_ABOUT THIS TASK_
Scan the records for the word "ItemVerdict". Copy each line that includes it.

_AVAILABLE RECORDS_
--- START ---
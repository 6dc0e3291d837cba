// SPDX-License-Identifier: AGPL-3.0-or-later
// Copyright (c) 2025-2026 JR Morton

//! Content fingerprinting.
//!
//! The gate treats fingerprints as opaque strings. Hosts that already have a
//! hash function plug it in through [`ContentHasher`]; [`Sha256Hasher`] is
//! provided for hosts that don't.

use std::path::Path;

use anyhow::{Context, Result};
use sha2::{Digest, Sha256};

/// Turns the content of a software unit into a fingerprint string.
pub trait ContentHasher: Send + Sync {
    fn fingerprint(&self, content: &[u8]) -> String;
}

/// Lowercase hex SHA-256.
#[derive(Debug, Clone, Copy, Default)]
pub struct Sha256Hasher;

impl ContentHasher for Sha256Hasher {
    fn fingerprint(&self, content: &[u8]) -> String {
        let mut hasher = Sha256::new();
        hasher.update(content);
        hex::encode(hasher.finalize())
    }
}

/// Fingerprint a file on disk with the given hasher.
pub fn fingerprint_file(path: &Path, hasher: &dyn ContentHasher) -> Result<String> {
    let data = std::fs::read(path)
        .with_context(|| format!("Failed to read {} for fingerprinting", path.display()))?;
    Ok(hasher.fingerprint(&data))
}
// SPDX-License-Identifier: AGPL-3.0-or-later
// Copyright (c) 2025-2026 JR Morton

//! Errors returned by administrative operations.

use thiserror::Error;

#[derive(Debug, Clone, PartialEq, Eq, Error)]
pub enum AdminError {
    /// No unrecognized reports are recorded for this uid.
    #[error("Unrecognized participant uid '{0}'")]
    UnknownIdentity(String),

    /// No participant has connected under this display name.
    #[error("Could not find participant with name '{0}'")]
    UnknownDisplayName(String),

    /// Nobody has been held for approval since the host started.
    #[error("No participant has been flagged for approval yet")]
    NothingFlagged,

    /// The host event loop is not running.
    #[error("Compliance host is not running")]
    HostUnavailable,
}
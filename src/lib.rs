// SPDX-License-Identifier: AGPL-3.0-or-later
// Copyright (c) 2025-2026 JR Morton

//! modgate admits session participants only when every software unit they
//! run matches an approved build.
//!
//! A participant connects, submits a [`ReportPacket`] describing its software,
//! and is admitted, held for administrator approval, or disconnected. The
//! [`ComplianceCoordinator`] holds the state machine; [`ComplianceHost`] runs
//! it on tokio against a [`SessionTransport`].

pub mod allowlist;
pub mod config;
pub mod coordinator;
pub mod error;
pub mod fingerprint;
pub mod notify;
pub mod policy;
pub mod report;
pub mod runtime;
pub mod session;
pub mod timer;

pub use allowlist::{AllowList, MatchFailure};
pub use config::{ComplianceConfig, ConfigStore};
pub use coordinator::{ComplianceCoordinator, Directive};
pub use error::AdminError;
pub use fingerprint::{ContentHasher, Sha256Hasher};
pub use notify::{Notice, NotificationChannel, Severity};
pub use policy::{ItemPolicy, ItemVerdict};
pub use report::{OriginKind, ReportPacket, SoftwareReport, UnitMetadata};
pub use runtime::{run_host, AdminCommand, ComplianceHost, HostEvent, SessionTransport};
pub use session::{Participant, PhaseKind};
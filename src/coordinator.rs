// SPDX-License-Identifier: AGPL-3.0-or-later
// Copyright (c) 2025-2026 JR Morton

//! Compliance coordinator: drives every participant from connect to
//! admission or disconnection.
//!
//! The coordinator is synchronous and owns all protocol state. Callers feed it
//! discrete events (connect, report, leave, clock tick, admin command) with an
//! explicit `now`, then drain the [`Directive`]s it produced and carry them out
//! (disconnect a participant, broadcast a notice). Grace windows are plain
//! scheduled checks; a check that fires after its session moved on is ignored.

use std::time::{Duration, Instant};

use chrono::Utc;

use crate::allowlist::{AllowList, MatchFailure};
use crate::config::{ComplianceConfig, ConfigStore};
use crate::error::AdminError;
use crate::notify::{Notice, Severity};
use crate::policy::{ItemPolicy, ItemVerdict};
use crate::report::{ReportPacket, SoftwareReport};
use crate::session::{GraceKind, Participant, PhaseKind, SessionRegistry};
use crate::timer::{deadline_after, GraceCheck, TimerQueue};

pub const APPROVE_UID_COMMAND: &str = "/modgate approve-uid";
pub const APPROVE_NAME_COMMAND: &str = "/modgate approve";
pub const APPROVE_LAST_COMMAND: &str = "/modgate approve-last";

const REPORT_TIMEOUT_REASON: &str = "Timed out waiting for your client's report. Please try again?";
const EMPTY_REPORT_REASON: &str = "Your report was empty, no bypass here!";

/// An action the host must carry out on the coordinator's behalf.
#[derive(Debug, Clone, PartialEq)]
pub enum Directive {
    /// End the participant's connection with a user-visible reason.
    Disconnect { uid: String, reason: String },
    /// Send a notice to administrators.
    Broadcast(Notice),
}

pub struct ComplianceCoordinator {
    allow_list: AllowList,
    policy: ItemPolicy,
    sessions: SessionRegistry,
    timers: TimerQueue,
    store: ConfigStore,
    longest_report_wait: Duration,
    outbox: Vec<Directive>,
}
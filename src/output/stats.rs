//! Run statistics
//!
//! This module tallies what happened to every candidate article during a run and
//! prints the summary shown at the end of the crawl.

use crate::state::{CandidateState, SkipReason};
use std::collections::HashMap;

/// Run statistics summary
#[derive(Debug, Clone, Default)]
pub struct RunStatistics {
    /// Keywords whose search finished
    pub keywords_searched: u64,

    /// Hits returned by the search, before run-level dedup
    pub hits_found: u64,

    /// Candidates dispatched after run-level dedup
    pub candidates: u64,

    /// Final state counts
    pub outcomes: HashMap<CandidateState, u64>,

    /// Media assets attached to written articles
    pub images_saved: u64,
    pub videos_saved: u64,
}

impl RunStatistics {
    pub fn new() -> Self {
        Self::default()
    }

    /// Records a candidate's terminal state
    pub fn record(&mut self, state: CandidateState) {
        debug_assert!(state.is_terminal(), "recorded non-terminal state {}", state);
        *self.outcomes.entry(state).or_insert(0) += 1;
    }

    pub fn count(&self, state: CandidateState) -> u64 {
        self.outcomes.get(&state).copied().unwrap_or(0)
    }

    pub fn written(&self) -> u64 {
        self.outcomes
            .iter()
            .filter(|(state, _)| state.is_success())
            .map(|(_, count)| count)
            .sum()
    }

    pub fn skipped(&self) -> u64 {
        self.outcomes
            .iter()
            .filter(|(state, _)| !state.is_success())
            .map(|(_, count)| count)
            .sum()
    }

    /// Share of processed candidates that ended with a file, in percent
    pub fn success_rate(&self) -> f64 {
        let processed: u64 = self.outcomes.values().sum();
        if processed == 0 {
            0.0
        } else {
            (self.written() as f64 / processed as f64) * 100.0
        }
    }
}

/// Prints statistics to stdout in a formatted manner
///
/// # Arguments
///
/// * `stats` - The statistics to display
pub fn print_statistics(stats: &RunStatistics) {
    println!("=== Run Statistics ===\n");

    println!("Overview:");
    if stats.keywords_searched > 0 {
        println!("  Keywords searched: {}", stats.keywords_searched);
        println!("  Search hits: {}", stats.hits_found);
    }
    println!("  Unique candidates: {}", stats.candidates);
    println!("  Articles written: {}", stats.written());
    println!("  Images saved: {}", stats.images_saved);
    println!("  Videos saved: {}", stats.videos_saved);
    println!();

    if stats.skipped() > 0 {
        println!("Skipped:");
        for reason in [
            SkipReason::AlreadySeen,
            SkipReason::ExtractionFailed,
            SkipReason::WriteFailed,
            SkipReason::Cancelled,
        ] {
            let count = stats.count(CandidateState::Skipped(reason));
            if count > 0 {
                println!("  {}: {}", CandidateState::Skipped(reason), count);
            }
        }
        println!();
    }

    println!(
        "Success Rate: {:.1}% ({} / {} candidates written)",
        stats.success_rate(),
        stats.written(),
        stats.outcomes.values().sum::<u64>()
    );
}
--- END ---
_TASK OUTPUT_
pub use policy::{ItemPolicy, ItemVerdict};
use crate::policy::{ItemPolicy, ItemVerdict};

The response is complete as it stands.